[Opening Data listing section]
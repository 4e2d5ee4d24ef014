//! Config command: inspect and validate the effective configuration
//!
//! Output never includes passwords, only whether one is set.

use std::path::Path;

use anyhow::Result;
use clap::{Args, Subcommand};

use querygate_server::db::{Backend, ConnectionConfig, Store};

use crate::config::{self, EnvSecrets};

#[derive(Args, Debug)]
pub struct ConfigArgs {
    #[command(subcommand)]
    pub action: ConfigAction,
}

#[derive(Subcommand, Debug)]
pub enum ConfigAction {
    /// Print the effective configuration (passwords redacted)
    Show,
    /// Validate configuration and exit
    Check,
    /// Print the default config file path
    Path,
}

pub fn run_config(args: ConfigArgs, config_path: Option<&Path>) -> Result<()> {
    match args.action {
        ConfigAction::Show => show(config_path),
        ConfigAction::Check => check(config_path),
        ConfigAction::Path => {
            match config::default_config_path() {
                Some(path) => println!("{}", path.display()),
                None => println!("(no home directory)"),
            }
            Ok(())
        }
    }
}

fn show(config_path: Option<&Path>) -> Result<()> {
    let file = config::load(config_path)?;
    let (catalog, payments) = file.stores(&EnvSecrets)?;

    println!("[server]");
    match file.server.bind {
        Some(bind) => println!("bind = {}", bind),
        None => println!("bind = (default)"),
    }
    println!("cors_permissive = {}", file.server.cors_permissive);
    println!();

    let pool = &file.pool;
    println!("[pool]");
    println!("max_connections = {}", pool.max_connections);
    println!("acquire_timeout_ms = {}", pool.acquire_timeout_ms);
    println!("statement_timeout_ms = {}", pool.statement_timeout_ms);
    println!("connect_attempts = {}", pool.connect_attempts);
    println!("retry_backoff_ms = {}", pool.retry_backoff_ms);

    for (store, store_config) in [(Store::Catalog, &catalog), (Store::Payments, &payments)] {
        println!();
        print_store(store, store_config);
    }

    Ok(())
}

fn print_store(store: Store, config: &ConnectionConfig) {
    println!("[{}]", store);
    println!("backend = {}", config.backend().as_str());
    match config.backend() {
        Backend::Mysql => {
            println!("host = {}", config.host());
            match config.port() {
                Some(port) => println!("port = {}", port),
                None => println!("port = (default)"),
            }
            println!("user = {}", config.user());
            println!("database = {}", config.database());
            let password = if config.has_password() { "<set>" } else { "<unset>" };
            println!("password = {}", password);
        }
        Backend::Sqlite => println!("path = {}", config.database()),
    }
}

fn check(config_path: Option<&Path>) -> Result<()> {
    let file = config::load(config_path)?;
    let (catalog, payments) = file.stores(&EnvSecrets)?;

    // Also catches what only shows up while building the connection URL
    querygate_server::db::ConnectionManager::new(&catalog, &payments, file.pool)?;

    println!("configuration ok");
    Ok(())
}
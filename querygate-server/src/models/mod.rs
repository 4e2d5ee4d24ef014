//! Request-level models with validation at construction
//!
//! Handlers turn raw request text into these types before any query is
//! described. Invalid input returns ValidationError, not panic.

pub mod params;
pub mod validation;

pub use params::{RecordId, SearchName, TxnId};
pub use validation::ValidationError;
//! Per-store allow-lists of schema identifiers
//!
//! Table and column names cannot be bound as parameters, so they are
//! resolved against this closed set instead of being escaped. The builder
//! writes the `&'static str` from here into the template, never the caller's
//! string.

use super::Store;

/// A table and the columns that may appear in predicates or assignments.
#[derive(Debug)]
pub struct TableSchema {
    pub name: &'static str,
    pub columns: &'static [&'static str],
}

impl TableSchema {
    /// Resolve a column name to its allow-listed spelling.
    pub fn column(&self, name: &str) -> Option<&'static str> {
        self.columns.iter().copied().find(|c| *c == name)
    }
}

const CATALOG: &[TableSchema] = &[
    TableSchema {
        name: "users",
        columns: &["id", "name", "email"],
    },
    TableSchema {
        name: "products",
        columns: &["id", "name", "category", "price"],
    },
];

const PAYMENTS: &[TableSchema] = &[
    TableSchema {
        name: "invoices",
        columns: &["id", "user_id", "amount", "status"],
    },
    TableSchema {
        name: "payments",
        columns: &["id", "txn_id", "user_id", "amount", "status"],
    },
];

/// All tables known for a store.
pub fn tables(store: Store) -> &'static [TableSchema] {
    match store {
        Store::Catalog => CATALOG,
        Store::Payments => PAYMENTS,
    }
}

/// Look up a table by exact name within one store.
pub fn table(store: Store, name: &str) -> Option<&'static TableSchema> {
    tables(store).iter().find(|t| t.name == name)
}
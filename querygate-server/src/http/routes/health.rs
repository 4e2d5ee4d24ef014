//! Health check endpoint
//!
//! Never touches a store, so it answers while databases are down.

use axum::{routing::get, Json, Router};
use serde::Serialize;

/// Health check response
#[derive(Serialize)]
pub struct HealthResponse {
    pub status: &'static str,
}

/// GET /health
async fn health() -> Json<HealthResponse> {
    Json(HealthResponse { status: "ok" })
}

/// Health routes
pub fn router<S>() -> Router<S>
where
    S: Clone + Send + Sync + 'static,
{
    Router::new().route("/health", get(health))
}
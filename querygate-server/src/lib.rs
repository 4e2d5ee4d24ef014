//! querygate-server: parameterized query construction and pooled execution
//!
//! Every request parameter travels the same path before it reaches a store:
//! validation, [`query::QuerySpec`], [`query::build`],
//! [`query::PreparedStatement`], [`query::Executor`].
//!
//! Identifiers (tables, columns) are checked against per-store allow-lists
//! and never come from request text. Values are always bound parameters.

pub mod db;
pub mod error;
pub mod http;
pub mod models;
pub mod query;
pub mod state;

pub use error::QueryError;
pub use state::AppState;
//! Application state shared across handlers

use std::sync::Arc;

use crate::db::ConnectionManager;
use crate::query::Executor;

/// Shared application state
#[derive(Clone)]
pub struct AppState {
    inner: Arc<AppStateInner>,
}

struct AppStateInner {
    executor: Executor,
}

impl AppState {
    pub fn new(manager: ConnectionManager) -> Self {
        Self {
            inner: Arc::new(AppStateInner {
                executor: Executor::new(manager),
            }),
        }
    }

    pub fn executor(&self) -> &Executor {
        &self.inner.executor
    }

    pub fn connections(&self) -> &ConnectionManager {
        self.inner.executor.manager()
    }
}
//! Axum server setup
//!
//! Server skeleton with:
//! - Localhost-only CORS by default
//! - Tracing middleware
//! - Graceful shutdown on SIGTERM/Ctrl+C, then pool teardown

use std::net::SocketAddr;

use axum::http::HeaderValue;
use axum::Router;
use tokio::net::TcpListener;
use tower_http::cors::{Any, CorsLayer};
use tower_http::trace::TraceLayer;

use super::routes;
use crate::db::ConnectionManager;
use crate::state::AppState;

/// Server configuration
#[derive(Debug, Clone)]
pub struct ServerConfig {
    /// Address to bind to (default: 127.0.0.1:3000)
    pub bind_addr: SocketAddr,

    /// Allow permissive CORS (default: false = localhost only)
    ///
    /// WARNING: Setting this to true allows any origin.
    pub cors_permissive: bool,
}

impl Default for ServerConfig {
    fn default() -> Self {
        Self {
            bind_addr: SocketAddr::from(([127, 0, 0, 1], 3000)),
            cors_permissive: false,
        }
    }
}

/// Build the application router with all routes.
pub fn build_router(state: AppState, cors_permissive: bool) -> Router {
    let cors = if cors_permissive {
        tracing::warn!("CORS: Permissive mode enabled - all origins allowed");
        CorsLayer::permissive()
    } else {
        CorsLayer::new()
            .allow_origin([
                HeaderValue::from_static("http://localhost:3000"),
                HeaderValue::from_static("http://127.0.0.1:3000"),
            ])
            .allow_methods(Any)
            .allow_headers(Any)
    };

    Router::new()
        .merge(routes::health::router())
        .merge(routes::catalog::router())
        .merge(routes::payments::router())
        .layer(cors)
        .layer(TraceLayer::new_for_http())
        .with_state(state)
}

/// Run the HTTP server until a shutdown signal, then close the pools.
///
/// # Example
///
/// ```ignore
/// let manager = ConnectionManager::new(&catalog, &payments, PoolSettings::default())?;
/// run_server(manager, ServerConfig::default()).await?;
/// ```
pub async fn run_server(manager: ConnectionManager, config: ServerConfig) -> Result<(), ServerError> {
    let state = AppState::new(manager.clone());
    let app = build_router(state, config.cors_permissive);

    let listener = TcpListener::bind(config.bind_addr).await?;
    tracing::info!("Server listening on {}", config.bind_addr);

    let served = axum::serve(listener, app)
        .with_graceful_shutdown(shutdown_signal())
        .await;

    // Tear down pools even if serving failed
    manager.close().await;
    served?;

    tracing::info!("Server shutdown complete");
    Ok(())
}

/// Wait for shutdown signal (Ctrl+C or SIGTERM).
async fn shutdown_signal() {
    let ctrl_c = async {
        if let Err(e) = tokio::signal::ctrl_c().await {
            tracing::error!("failed to listen for Ctrl+C: {}", e);
            std::future::pending::<()>().await;
        }
    };

    #[cfg(unix)]
    let terminate = async {
        match tokio::signal::unix::signal(tokio::signal::unix::SignalKind::terminate()) {
            Ok(mut signal) => {
                signal.recv().await;
            }
            Err(e) => {
                tracing::error!("failed to install SIGTERM handler: {}", e);
                std::future::pending::<()>().await;
            }
        }
    };

    #[cfg(not(unix))]
    let terminate = std::future::pending::<()>();

    tokio::select! {
        _ = ctrl_c => {
            tracing::info!("Received Ctrl+C, starting shutdown");
        }
        _ = terminate => {
            tracing::info!("Received SIGTERM, starting shutdown");
        }
    }
}

/// Server error type
#[derive(Debug, thiserror::Error)]
pub enum ServerError {
    #[error("IO error: {0}")]
    Io(#[from] std::io::Error),
}
//! HTTP server command
//!
//! Resolves both store configurations, builds the lazy pools, and runs the
//! query API until shutdown.

use std::net::SocketAddr;
use std::path::Path;

use anyhow::{Context, Result};
use clap::Parser;

use querygate_server::db::ConnectionManager;
use querygate_server::http::{run_server, ServerConfig};

use crate::config::{self, EnvSecrets};

/// Arguments for the serve command
#[derive(Parser, Debug)]
pub struct ServeArgs {
    /// Address to bind to (default: 127.0.0.1:3000)
    #[arg(long, short = 'b', env = "QUERYGATE_BIND")]
    pub bind: Option<SocketAddr>,

    /// Allow permissive CORS (all origins) - use with caution
    #[arg(long)]
    pub cors_permissive: bool,
}

/// Run the HTTP server
pub async fn run_serve(args: ServeArgs, config_path: Option<&Path>) -> Result<()> {
    let file = config::load(config_path)?;
    let (catalog, payments) = file.stores(&EnvSecrets)?;

    let manager = ConnectionManager::new(&catalog, &payments, file.pool)
        .context("Failed to configure connection pools")?;

    let server = ServerConfig {
        bind_addr: args
            .bind
            .or(file.server.bind)
            .unwrap_or_else(|| ServerConfig::default().bind_addr),
        cors_permissive: args.cors_permissive || file.server.cors_permissive,
    };

    tracing::info!(
        catalog = catalog.backend().as_str(),
        payments = payments.backend().as_str(),
        max_connections = file.pool.max_connections,
        "Starting querygate server on {}",
        server.bind_addr
    );

    // Run server (blocks until shutdown)
    run_server(manager, server).await.context("Server error")?;

    Ok(())
}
[Closing Data listing section]
Task to complete:
In the records above, collect each line with "TraceLayer".

Your solution:
use tower_http::trace::TraceLayer;
        .layer(TraceLayer::new_for_http())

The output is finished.